Show every line of the data that includes the word "text".

Top of EXERCISE INPUTS

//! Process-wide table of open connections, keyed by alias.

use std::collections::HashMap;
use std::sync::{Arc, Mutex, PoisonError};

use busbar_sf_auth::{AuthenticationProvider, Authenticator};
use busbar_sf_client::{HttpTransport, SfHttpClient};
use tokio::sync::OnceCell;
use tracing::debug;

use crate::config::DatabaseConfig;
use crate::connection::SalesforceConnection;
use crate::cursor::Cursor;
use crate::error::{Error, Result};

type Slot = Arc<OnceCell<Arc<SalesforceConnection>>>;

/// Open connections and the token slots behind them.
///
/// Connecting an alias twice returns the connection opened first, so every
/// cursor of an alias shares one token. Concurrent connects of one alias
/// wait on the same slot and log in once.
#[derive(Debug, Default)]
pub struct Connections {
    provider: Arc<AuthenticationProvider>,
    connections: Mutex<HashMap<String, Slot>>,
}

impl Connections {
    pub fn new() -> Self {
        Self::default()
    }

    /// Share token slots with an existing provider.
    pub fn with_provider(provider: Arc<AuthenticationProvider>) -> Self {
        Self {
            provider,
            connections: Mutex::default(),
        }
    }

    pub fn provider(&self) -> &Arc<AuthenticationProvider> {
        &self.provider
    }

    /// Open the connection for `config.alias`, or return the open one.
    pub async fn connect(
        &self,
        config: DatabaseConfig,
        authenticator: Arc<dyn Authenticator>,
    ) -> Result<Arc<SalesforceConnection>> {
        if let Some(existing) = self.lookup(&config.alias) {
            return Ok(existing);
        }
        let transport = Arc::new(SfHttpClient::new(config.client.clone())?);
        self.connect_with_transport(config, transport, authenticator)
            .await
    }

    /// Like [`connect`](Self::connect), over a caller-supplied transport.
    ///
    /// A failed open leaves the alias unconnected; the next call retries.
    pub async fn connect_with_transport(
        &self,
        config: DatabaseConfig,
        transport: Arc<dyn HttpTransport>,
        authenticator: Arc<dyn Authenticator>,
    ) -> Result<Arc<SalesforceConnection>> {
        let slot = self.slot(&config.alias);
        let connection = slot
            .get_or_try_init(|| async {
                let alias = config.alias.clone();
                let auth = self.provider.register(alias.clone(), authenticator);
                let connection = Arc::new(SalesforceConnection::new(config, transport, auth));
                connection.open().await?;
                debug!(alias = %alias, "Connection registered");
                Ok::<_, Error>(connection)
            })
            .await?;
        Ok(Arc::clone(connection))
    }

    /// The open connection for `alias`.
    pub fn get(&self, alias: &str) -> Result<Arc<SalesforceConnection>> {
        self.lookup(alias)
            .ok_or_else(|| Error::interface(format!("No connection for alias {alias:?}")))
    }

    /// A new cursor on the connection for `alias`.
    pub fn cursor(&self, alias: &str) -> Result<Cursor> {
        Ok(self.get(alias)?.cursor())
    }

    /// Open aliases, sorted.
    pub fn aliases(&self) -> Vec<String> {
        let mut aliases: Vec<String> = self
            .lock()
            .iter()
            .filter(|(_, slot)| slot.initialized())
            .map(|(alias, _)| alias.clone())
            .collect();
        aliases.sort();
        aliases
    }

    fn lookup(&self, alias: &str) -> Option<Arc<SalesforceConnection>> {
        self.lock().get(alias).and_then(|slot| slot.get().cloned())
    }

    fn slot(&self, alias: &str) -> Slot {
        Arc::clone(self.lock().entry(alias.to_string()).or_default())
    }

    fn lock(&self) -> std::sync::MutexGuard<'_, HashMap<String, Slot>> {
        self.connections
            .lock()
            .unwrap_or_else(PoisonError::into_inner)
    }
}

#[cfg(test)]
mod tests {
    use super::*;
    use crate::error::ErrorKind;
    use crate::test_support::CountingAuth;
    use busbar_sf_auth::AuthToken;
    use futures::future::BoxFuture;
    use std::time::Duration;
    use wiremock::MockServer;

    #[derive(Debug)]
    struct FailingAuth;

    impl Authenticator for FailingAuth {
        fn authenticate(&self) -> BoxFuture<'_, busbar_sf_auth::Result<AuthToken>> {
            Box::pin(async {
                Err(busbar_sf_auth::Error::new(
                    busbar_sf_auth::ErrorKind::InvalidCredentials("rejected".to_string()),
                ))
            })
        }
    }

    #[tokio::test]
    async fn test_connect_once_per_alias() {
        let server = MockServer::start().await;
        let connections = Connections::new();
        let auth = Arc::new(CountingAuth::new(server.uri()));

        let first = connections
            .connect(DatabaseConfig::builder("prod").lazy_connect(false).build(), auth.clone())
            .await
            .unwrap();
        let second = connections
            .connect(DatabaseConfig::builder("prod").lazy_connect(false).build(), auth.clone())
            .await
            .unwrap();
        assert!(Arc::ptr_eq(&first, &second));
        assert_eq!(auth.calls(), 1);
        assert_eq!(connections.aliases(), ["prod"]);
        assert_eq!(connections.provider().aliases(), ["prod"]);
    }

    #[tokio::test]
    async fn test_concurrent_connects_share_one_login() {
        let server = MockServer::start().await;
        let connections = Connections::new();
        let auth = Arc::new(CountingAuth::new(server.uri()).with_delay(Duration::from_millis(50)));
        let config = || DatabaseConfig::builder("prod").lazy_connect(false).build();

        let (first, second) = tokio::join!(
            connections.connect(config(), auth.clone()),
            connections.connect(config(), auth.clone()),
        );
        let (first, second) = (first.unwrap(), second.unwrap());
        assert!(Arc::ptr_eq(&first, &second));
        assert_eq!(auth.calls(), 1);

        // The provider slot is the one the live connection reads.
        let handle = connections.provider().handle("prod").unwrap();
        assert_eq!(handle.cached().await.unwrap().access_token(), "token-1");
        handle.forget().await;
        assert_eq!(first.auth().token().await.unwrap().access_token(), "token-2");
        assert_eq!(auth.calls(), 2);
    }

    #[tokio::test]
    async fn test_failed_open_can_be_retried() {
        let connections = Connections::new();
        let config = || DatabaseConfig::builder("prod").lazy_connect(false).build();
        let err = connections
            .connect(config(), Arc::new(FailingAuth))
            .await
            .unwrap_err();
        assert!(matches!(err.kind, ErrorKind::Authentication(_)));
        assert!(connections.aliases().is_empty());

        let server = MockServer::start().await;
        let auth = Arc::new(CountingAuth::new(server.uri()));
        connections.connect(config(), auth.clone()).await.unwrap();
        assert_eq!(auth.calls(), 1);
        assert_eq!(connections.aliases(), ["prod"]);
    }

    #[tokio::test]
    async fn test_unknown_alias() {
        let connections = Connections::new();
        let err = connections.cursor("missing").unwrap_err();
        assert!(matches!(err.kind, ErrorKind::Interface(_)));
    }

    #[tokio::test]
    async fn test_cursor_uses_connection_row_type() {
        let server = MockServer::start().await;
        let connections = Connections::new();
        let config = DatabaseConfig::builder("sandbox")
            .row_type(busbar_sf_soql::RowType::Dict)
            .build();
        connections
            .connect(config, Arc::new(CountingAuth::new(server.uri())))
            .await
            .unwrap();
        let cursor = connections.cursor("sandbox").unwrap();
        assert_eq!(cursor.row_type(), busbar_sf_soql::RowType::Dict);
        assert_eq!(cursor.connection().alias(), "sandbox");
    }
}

Bottom of EXERCISE INPUTS
Top of EXERCISE INPUTS

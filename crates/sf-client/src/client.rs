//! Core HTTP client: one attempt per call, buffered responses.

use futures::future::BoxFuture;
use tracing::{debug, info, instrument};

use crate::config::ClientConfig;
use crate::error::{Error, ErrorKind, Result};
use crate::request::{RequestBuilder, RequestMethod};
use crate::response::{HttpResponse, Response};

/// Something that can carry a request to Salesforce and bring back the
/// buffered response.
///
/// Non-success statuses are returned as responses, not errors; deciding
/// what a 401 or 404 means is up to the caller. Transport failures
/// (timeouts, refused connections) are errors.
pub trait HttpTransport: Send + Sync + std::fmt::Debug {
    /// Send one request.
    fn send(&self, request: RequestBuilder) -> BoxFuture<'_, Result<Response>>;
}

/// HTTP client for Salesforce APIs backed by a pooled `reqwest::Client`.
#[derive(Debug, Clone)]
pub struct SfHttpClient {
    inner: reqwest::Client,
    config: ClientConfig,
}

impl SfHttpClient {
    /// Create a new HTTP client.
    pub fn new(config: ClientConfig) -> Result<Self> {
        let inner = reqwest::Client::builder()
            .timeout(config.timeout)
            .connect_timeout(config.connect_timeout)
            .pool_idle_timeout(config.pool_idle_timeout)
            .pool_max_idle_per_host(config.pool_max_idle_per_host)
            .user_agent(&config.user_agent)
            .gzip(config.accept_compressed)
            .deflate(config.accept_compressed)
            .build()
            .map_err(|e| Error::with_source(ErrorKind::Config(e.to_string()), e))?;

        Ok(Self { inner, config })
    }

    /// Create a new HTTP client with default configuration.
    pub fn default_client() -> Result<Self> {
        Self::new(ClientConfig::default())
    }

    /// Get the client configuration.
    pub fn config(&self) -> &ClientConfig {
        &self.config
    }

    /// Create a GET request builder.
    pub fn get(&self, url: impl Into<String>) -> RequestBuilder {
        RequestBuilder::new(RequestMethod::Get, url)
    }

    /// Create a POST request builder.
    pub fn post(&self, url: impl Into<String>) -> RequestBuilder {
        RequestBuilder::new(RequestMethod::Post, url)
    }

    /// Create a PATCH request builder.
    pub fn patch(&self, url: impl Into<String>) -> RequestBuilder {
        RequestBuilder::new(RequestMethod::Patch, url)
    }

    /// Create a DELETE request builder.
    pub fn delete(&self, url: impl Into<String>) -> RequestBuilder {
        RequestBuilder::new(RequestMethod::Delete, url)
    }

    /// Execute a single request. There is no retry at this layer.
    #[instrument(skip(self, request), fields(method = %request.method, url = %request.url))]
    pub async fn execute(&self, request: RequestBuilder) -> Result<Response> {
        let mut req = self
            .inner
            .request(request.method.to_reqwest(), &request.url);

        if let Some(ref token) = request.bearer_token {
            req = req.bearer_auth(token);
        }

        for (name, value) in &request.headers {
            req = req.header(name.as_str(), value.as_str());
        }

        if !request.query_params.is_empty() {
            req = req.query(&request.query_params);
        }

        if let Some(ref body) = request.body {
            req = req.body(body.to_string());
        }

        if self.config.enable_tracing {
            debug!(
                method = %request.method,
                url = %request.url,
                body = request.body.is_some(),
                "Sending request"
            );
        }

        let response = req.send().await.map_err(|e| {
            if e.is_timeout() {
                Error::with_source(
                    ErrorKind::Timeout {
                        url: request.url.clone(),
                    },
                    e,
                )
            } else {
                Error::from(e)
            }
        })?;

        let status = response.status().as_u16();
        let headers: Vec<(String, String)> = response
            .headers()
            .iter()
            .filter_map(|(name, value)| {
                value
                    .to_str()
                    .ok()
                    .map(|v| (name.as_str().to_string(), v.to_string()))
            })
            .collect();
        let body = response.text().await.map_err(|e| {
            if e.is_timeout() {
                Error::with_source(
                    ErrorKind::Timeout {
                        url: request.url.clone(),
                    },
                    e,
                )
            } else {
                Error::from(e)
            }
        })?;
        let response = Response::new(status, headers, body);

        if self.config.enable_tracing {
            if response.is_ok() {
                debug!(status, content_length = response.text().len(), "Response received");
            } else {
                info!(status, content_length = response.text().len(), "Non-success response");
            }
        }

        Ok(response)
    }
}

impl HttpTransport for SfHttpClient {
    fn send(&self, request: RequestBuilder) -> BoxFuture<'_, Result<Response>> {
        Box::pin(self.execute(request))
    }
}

Bottom of EXERCISE INPUTS

RESPONSE TO THE TASK →
        let body = response.text().await.map_err(|e| {
                debug!(status, content_length = response.text().len(), "Response received");
                info!(status, content_length = response.text().len(), "Non-success response");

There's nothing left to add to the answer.